I found freedom in the solitude of long stretches on the open road, and trust in experiencing life unfold without really know what the next ride ahead of me entailed. Each new driver that picked me up offered a homecoming to the interconnectedness and interdependence we share as human beings.

I learned then, that in retrospect, I did love running; however, it wasn’t so much the high of winning, or the measures of improvement I loved, but the aliveness and mind-body connection I experienced while running over hill and dale. If I’d only known it then, it could have been something entirely different for me. But that wasn’t my path.

Long past the borders of Canada, I continued to travel—to Asia, and later, Central and South America. It was at the edges of our magnificent world that I searched for my own edges. In a way, it was in the meeting of new people, the eating of different foods and learning of different cultures that I experienced the depths of my soul. Of course, I was still not content, but I was also no longer tamed and in the captivity of my goodness.

There was a “stripped away” feeling in parts of the world where the  bullshit seemed to vanish—at least for a entitled outsider. In this sense, we can both lose and find ourselves in these places.

Here, I continued to crash against things I never would have done: Letting out an unbounded scream at the top of a mountain; dancing all night without pause and not looking over my shoulder wondering what someone thinks about my dance moves; drinking among friends by the light of the fire until the glowing embers give way to the golden light of the sun’s morning rays; shocking my body in an ice cold lake, burning my tongue then introducing my stomach to something spicy and exotic; knowing the intimate caress, energetic and primal bliss of being merged with another…even if it’s not a perfect fuck….

It’s important to occasionally not be comfortable and safely in control of everything around you  because you’re learning to trust something else entirely.

This is part of the awakening and, of course, it can be “running away” but it also can be “running toward”—even if you don’t know exactly what you’re aiming for. That’s the point. This isn’t maturity, it’s not better than going any other course either, but it is surrendering  and an allowing of vulnerability.

The system we live in says: Okay, you can do that once when you’re young but then you need to get on with it. This is the wild and unpredictable dance of living. The boundaries of which life does not give, but that only exist in our civilized minds. Outwardly, we can live the vast and endless expanse of what is ultimately our soul’s journey.
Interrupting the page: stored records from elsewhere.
//! Checkpointing: one checkpoint per node, resume from the pending node.

use std::sync::Arc;

use conductor::{AgentError, Checkpointer, MemorySaver, RunnableConfig, StateGraph, END, START};

use crate::common::{CounterState, FlakyNode, IncrementNode};

/// **Scenario**: Invoke with a thread writes an input checkpoint plus one per node.
#[tokio::test]
async fn checkpoint_written_after_every_node() {
    let saver = Arc::new(MemorySaver::<CounterState>::new());
    let mut graph = StateGraph::<CounterState>::new();
    graph
        .add_node("a", Arc::new(IncrementNode("a")))
        .add_node("b", Arc::new(IncrementNode("b")))
        .add_edge(START, "a")
        .add_edge("a", "b")
        .add_edge("b", END);
    let compiled = graph.compile_with_checkpointer(saver.clone()).unwrap();
    let config = RunnableConfig::for_thread("t1");

    compiled
        .invoke(CounterState::default(), Some(config.clone()))
        .await
        .unwrap();
    let items = saver.list(&config, None).await.unwrap();
    let pending: Vec<Option<&str>> = items.iter().map(|i| i.pending_node.as_deref()).collect();
    assert_eq!(pending, vec![Some("a"), Some("b"), None]);
    let steps: Vec<i64> = items.iter().map(|i| i.metadata.step).collect();
    assert_eq!(steps, vec![0, 1, 2]);

    let latest = compiled.get_state(&config).await.unwrap().unwrap();
    assert!(latest.is_complete());
    assert_eq!(latest.state.count, 2);
}

/// **Scenario**: A failed node leaves the previous checkpoint; resume reruns only that node.
#[tokio::test]
async fn resume_continues_from_failed_node() {
    let saver = Arc::new(MemorySaver::<CounterState>::new());
    let mut graph = StateGraph::<CounterState>::new();
    graph
        .add_node("a", Arc::new(IncrementNode("a")))
        .add_node("flaky", Arc::new(FlakyNode::new("flaky", 1)))
        .add_edge(START, "a")
        .add_edge("a", "flaky")
        .add_edge("flaky", END);
    let compiled = graph.compile_with_checkpointer(saver).unwrap();
    let config = RunnableConfig::for_thread("t1");

    let err = compiled
        .invoke(CounterState::default(), Some(config.clone()))
        .await
        .unwrap_err();
    assert!(matches!(err, AgentError::ExecutionFailed(_)));
    let stuck = compiled.get_state(&config).await.unwrap().unwrap();
    assert_eq!(stuck.pending_node.as_deref(), Some("flaky"));
    assert_eq!(stuck.state.count, 1);
    assert!(compiled.last_completed_state(&config).await.unwrap().is_none());

    let out = compiled.resume(config.clone()).await.unwrap();
    assert_eq!(out.count, 2);
    let ids: Vec<&str> = out.messages.iter().map(|m| m.content()).collect();
    assert_eq!(ids, vec!["a", "flaky"]);

    let done = compiled.last_completed_state(&config).await.unwrap().unwrap();
    assert_eq!(done.count, 2);
    // Completed thread: resume returns the stored state unchanged.
    assert_eq!(compiled.resume(config).await.unwrap().count, 2);
}

#[tokio::test]
async fn resume_unknown_thread_is_not_found() {
    let mut graph = StateGraph::<CounterState>::new();
    graph
        .add_node("a", Arc::new(IncrementNode("a")))
        .add_edge(START, "a")
        .add_edge("a", END);
    let compiled = graph
        .compile_with_checkpointer(Arc::new(MemorySaver::new()))
        .unwrap();
    let err = compiled
        .resume(RunnableConfig::for_thread("ghost"))
        .await
        .unwrap_err();
    assert!(matches!(err, AgentError::Checkpoint(_)), "{:?}", err);
}
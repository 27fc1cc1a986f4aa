//! Transcript entries.
//!
//! Roles: System (framing, usually first), User, Assistant, plus the two tool
//! roles the planner produces: an assistant turn that requested tools and one
//! result entry per executed call.

use serde::{Deserialize, Serialize};

/// One tool invocation requested by the model.
#[derive(Debug, Clone, PartialEq, Eq, Serialize, Deserialize)]
pub struct ToolCall {
    /// Provider call id, echoed back on the matching result.
    pub id: Option<String>,
    pub name: String,
    /// JSON-encoded arguments as produced by the model.
    pub arguments: String,
}

/// A single message in the conversation.
#[derive(Debug, Clone, PartialEq, Serialize, Deserialize)]
pub enum Message {
    /// System prompt or ephemeral instruction.
    System(String),
    /// User input.
    User(String),
    /// Model/agent reply.
    Assistant(String),
    /// Assistant turn that asked for tool invocations.
    ToolRequest {
        content: String,
        tool_calls: Vec<ToolCall>,
    },
    /// Result (or error text) of one tool invocation.
    Tool {
        call_id: Option<String>,
        name: String,
        content: String,
    },
}

impl Message {
    pub fn system(content: impl Into<String>) -> Self {
        Self::System(content.into())
    }

    pub fn user(content: impl Into<String>) -> Self {
        Self::User(content.into())
    }

    pub fn assistant(content: impl Into<String>) -> Self {
        Self::Assistant(content.into())
    }

    pub fn tool_request(content: impl Into<String>, tool_calls: Vec<ToolCall>) -> Self {
        Self::ToolRequest {
            content: content.into(),
            tool_calls,
        }
    }

    pub fn tool_result(call: &ToolCall, content: impl Into<String>) -> Self {
        Self::Tool {
            call_id: call.id.clone(),
            name: call.name.clone(),
            content: content.into(),
        }
    }

    /// Role name as exposed on the service boundary.
    pub fn role(&self) -> &'static str {
        match self {
            Message::System(_) => "system",
            Message::User(_) => "user",
            Message::Assistant(_) | Message::ToolRequest { .. } => "assistant",
            Message::Tool { .. } => "tool",
        }
    }

    pub fn content(&self) -> &str {
        match self {
            Message::System(s) | Message::User(s) | Message::Assistant(s) => s,
            Message::ToolRequest { content, .. } | Message::Tool { content, .. } => content,
        }
    }

    pub fn is_user(&self) -> bool {
        matches!(self, Message::User(_))
    }
}

/// Last user message in the transcript, if any.
pub fn last_user_message(messages: &[Message]) -> Option<&str> {
    messages.iter().rev().find(|m| m.is_user()).map(Message::content)
}
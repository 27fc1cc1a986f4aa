use std::fmt::Debug;

use async_trait::async_trait;

use crate::error::AgentError;

use super::Next;

/// A step of an agent's state machine.
///
/// Takes the whole state by value and hands back the updated state; the run
/// loop checkpoints whatever comes back before it moves on.
#[async_trait]
pub trait Node<S>: Send + Sync
where
    S: Clone + Send + Sync + Debug + 'static,
{
    fn id(&self) -> &str;

    async fn run(&self, state: S) -> Result<(S, Next), AgentError>;
}
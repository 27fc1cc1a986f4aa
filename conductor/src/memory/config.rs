//! Invoke config: thread_id, checkpoint_id, recursion_limit.
//!
//! Passed to `CompiledStateGraph::invoke` and to every `Checkpointer` call.

/// Maximum number of nodes one invocation may execute.
pub const DEFAULT_RECURSION_LIMIT: usize = 64;

/// Config for a single invoke. Identifies the thread and optional checkpoint.
///
/// When using a checkpointer, invoke must provide at least `thread_id`;
/// without it the graph runs but nothing is persisted.
#[derive(Debug, Clone)]
pub struct RunnableConfig {
    /// Conversation/thread partition key.
    pub thread_id: Option<String>,
    /// If set, load state from this checkpoint instead of the latest.
    pub checkpoint_id: Option<String>,
    /// Node executions allowed per invocation before `AgentError::RecursionLimit`.
    pub recursion_limit: usize,
}

impl Default for RunnableConfig {
    fn default() -> Self {
        Self {
            thread_id: None,
            checkpoint_id: None,
            recursion_limit: DEFAULT_RECURSION_LIMIT,
        }
    }
}

impl RunnableConfig {
    /// Config bound to one thread with default limits.
    pub fn for_thread(thread_id: impl Into<String>) -> Self {
        Self {
            thread_id: Some(thread_id.into()),
            ..Self::default()
        }
    }

    pub fn with_recursion_limit(mut self, limit: usize) -> Self {
        self.recursion_limit = limit;
        self
    }

    pub fn with_checkpoint_id(mut self, checkpoint_id: impl Into<String>) -> Self {
        self.checkpoint_id = Some(checkpoint_id.into());
        self
    }
}
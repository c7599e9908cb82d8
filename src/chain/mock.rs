// In-memory chain provider for tests

use super::{ChainProvider, RpcLog};
use crate::error::ProviderError;
use alloy_primitives::{Address, LogData, B256, U64};
use async_trait::async_trait;
use chrono::{DateTime, Duration, TimeZone, Utc};
use std::sync::atomic::{AtomicBool, AtomicUsize, Ordering};
use std::sync::Mutex;

/// Blocks are `block_secs` apart starting at 2025-03-01T00:00:00Z.
pub struct MockProvider {
    head: Mutex<u64>,
    logs: Mutex<Vec<RpcLog>>,
    block_secs: i64,
    fail: AtomicBool,
    timestamp_calls: AtomicUsize,
}

impl MockProvider {
    pub fn new(head: u64) -> Self {
        Self {
            head: Mutex::new(head),
            logs: Mutex::new(Vec::new()),
            block_secs: 2,
            fail: AtomicBool::new(false),
            timestamp_calls: AtomicUsize::new(0),
        }
    }

    pub fn genesis() -> DateTime<Utc> {
        Utc.with_ymd_and_hms(2025, 3, 1, 0, 0, 0).unwrap()
    }

    pub fn time_of(&self, height: u64) -> DateTime<Utc> {
        Self::genesis() + Duration::seconds(height as i64 * self.block_secs)
    }

    pub fn set_head(&self, head: u64) {
        *self.head.lock().unwrap() = head;
    }

    pub fn set_failing(&self, fail: bool) {
        self.fail.store(fail, Ordering::SeqCst);
    }

    pub fn timestamp_calls(&self) -> usize {
        self.timestamp_calls.load(Ordering::SeqCst)
    }

    pub fn push_log(&self, log: RpcLog) {
        self.logs.lock().unwrap().push(log);
    }

    /// Record an encoded event as emitted by `address`.
    pub fn emit(&self, address: Address, data: LogData, block: u64, tx: u8, log_index: u64) {
        self.push_log(RpcLog {
            address,
            topics: data.topics().to_vec(),
            data: data.data,
            block_number: Some(U64::from(block)),
            transaction_hash: Some(B256::repeat_byte(tx)),
            log_index: Some(U64::from(log_index)),
            removed: false,
        });
    }

    fn check(&self) -> Result<(), ProviderError> {
        if self.fail.load(Ordering::SeqCst) {
            return Err(ProviderError::Rpc {
                code: -32000,
                message: "upstream unavailable".into(),
            });
        }
        Ok(())
    }
}

#[async_trait]
impl ChainProvider for MockProvider {
    async fn current_height(&self) -> Result<u64, ProviderError> {
        self.check()?;
        Ok(*self.head.lock().unwrap())
    }

    async fn block_timestamp(&self, height: u64) -> Result<DateTime<Utc>, ProviderError> {
        self.check()?;
        self.timestamp_calls.fetch_add(1, Ordering::SeqCst);
        Ok(self.time_of(height))
    }

    async fn get_logs(
        &self,
        address: Address,
        topic0: B256,
        from: u64,
        to: u64,
    ) -> Result<Vec<RpcLog>, ProviderError> {
        self.check()?;
        let logs = self.logs.lock().unwrap();
        Ok(logs
            .iter()
            .filter(|log| log.address == address)
            .filter(|log| log.topics.first() == Some(&topic0))
            .filter(|log| {
                log.block_number
                    .map(|n| (from..=to).contains(&n.to::<u64>()))
                    .unwrap_or(false)
            })
            .cloned()
            .collect())
    }
}
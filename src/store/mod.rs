//! Ledger and cursor persistence seams.
//!
//! Every write is keyed by the record's natural unique key and ignores
//! conflicts, so re-processing an overlapping block range is harmless.
//! Summary upserts replace the stored bucket values.

#[cfg(test)]
pub mod memory;

use crate::error::StoreError;
use crate::models::{
    BridgeDailySummary, FxDailySummary, FxSwapRecord, MintCompletion, NativeActivityRecord,
    NativeHourlySummary, PendingMatch, RouteSummary, SourceKind, Transfer, WalletDailySummary,
    YieldActivityRecord, YieldDailySummary,
};
use alloy_primitives::U256;
use async_trait::async_trait;
use chrono::{DateTime, NaiveDate, Utc};

/// Last fully indexed block per (chain, source kind).
#[async_trait]
pub trait CursorStore: Send + Sync {
    async fn get_cursor(&self, chain: &str, kind: SourceKind) -> Result<Option<u64>, StoreError>;

    async fn set_cursor(&self, chain: &str, kind: SourceKind, height: u64)
        -> Result<(), StoreError>;
}

#[async_trait]
pub trait Ledger: Send + Sync {
    /// Returns false when `(source_chain, nonce)` already exists.
    async fn insert_transfer(&self, transfer: &Transfer) -> Result<bool, StoreError>;

    /// Pending transfers a mint with these fields could complete, oldest
    /// burn first, at most `limit`.
    async fn find_pending_transfers(
        &self,
        dest_chain: &str,
        dest_address: &str,
        token: &str,
        amount: &U256,
        limit: i64,
    ) -> Result<Vec<PendingMatch>, StoreError>;

    /// Moves a pending transfer to completed. Returns false when the row is
    /// missing or no longer pending.
    async fn complete_transfer(
        &self,
        source_chain: &str,
        nonce: &str,
        completion: &MintCompletion,
    ) -> Result<bool, StoreError>;

    async fn insert_native_activity(&self, record: &NativeActivityRecord)
        -> Result<bool, StoreError>;

    async fn insert_yield_activity(&self, record: &YieldActivityRecord)
        -> Result<bool, StoreError>;

    async fn insert_fx_swap(&self, record: &FxSwapRecord) -> Result<bool, StoreError>;

    /// Transfers whose burn happened on `date` (UTC).
    async fn transfers_on(&self, date: NaiveDate) -> Result<Vec<Transfer>, StoreError>;

    /// Native activity with `start <= block_time < end`.
    async fn native_activity_between(
        &self,
        start: DateTime<Utc>,
        end: DateTime<Utc>,
    ) -> Result<Vec<NativeActivityRecord>, StoreError>;

    async fn yield_activity_on(&self, date: NaiveDate)
        -> Result<Vec<YieldActivityRecord>, StoreError>;

    async fn fx_swaps_on(&self, date: NaiveDate) -> Result<Vec<FxSwapRecord>, StoreError>;

    async fn upsert_bridge_daily(&self, rows: &[BridgeDailySummary]) -> Result<(), StoreError>;

    async fn upsert_routes(&self, rows: &[RouteSummary]) -> Result<(), StoreError>;

    async fn upsert_native_hourly(&self, rows: &[NativeHourlySummary]) -> Result<(), StoreError>;

    async fn upsert_wallet_daily(&self, rows: &[WalletDailySummary]) -> Result<(), StoreError>;

    async fn upsert_yield_daily(&self, rows: &[YieldDailySummary]) -> Result<(), StoreError>;

    async fn upsert_fx_daily(&self, row: &FxDailySummary) -> Result<(), StoreError>;
}

/// UTC day as a half-open `[start, end)` interval.
pub fn day_bounds(date: NaiveDate) -> (DateTime<Utc>, DateTime<Utc>) {
    let start = date.and_time(chrono::NaiveTime::MIN).and_utc();
    (start, start + chrono::Duration::days(1))
}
Part of me hates to advocate for such wild measures. It is at odds with the prescribed normal life and that can be extremely difficult- it can infuriate our family’s expectations, cause friction with our old friends, pour arsenic on our savings accounts, and thwart our steady climb up the corporate ladder. But the balance of allowing my life to be unpredictable and more prescribed while it has always worked for me.

There are times I lost sight of this balance. And, with time, I’ve come to see that it isn’t only in the wilderness and remote corners of the world that it can be experienced. It exists in the most seemingly mundane moments of the daily grind. Most importantly, it lives inside us. It is inextricably and irreversibly part of who we are. We have to know it, embrace it and ultimately learn from it.

Be Well, Wild, and Free!

Thanks for reading.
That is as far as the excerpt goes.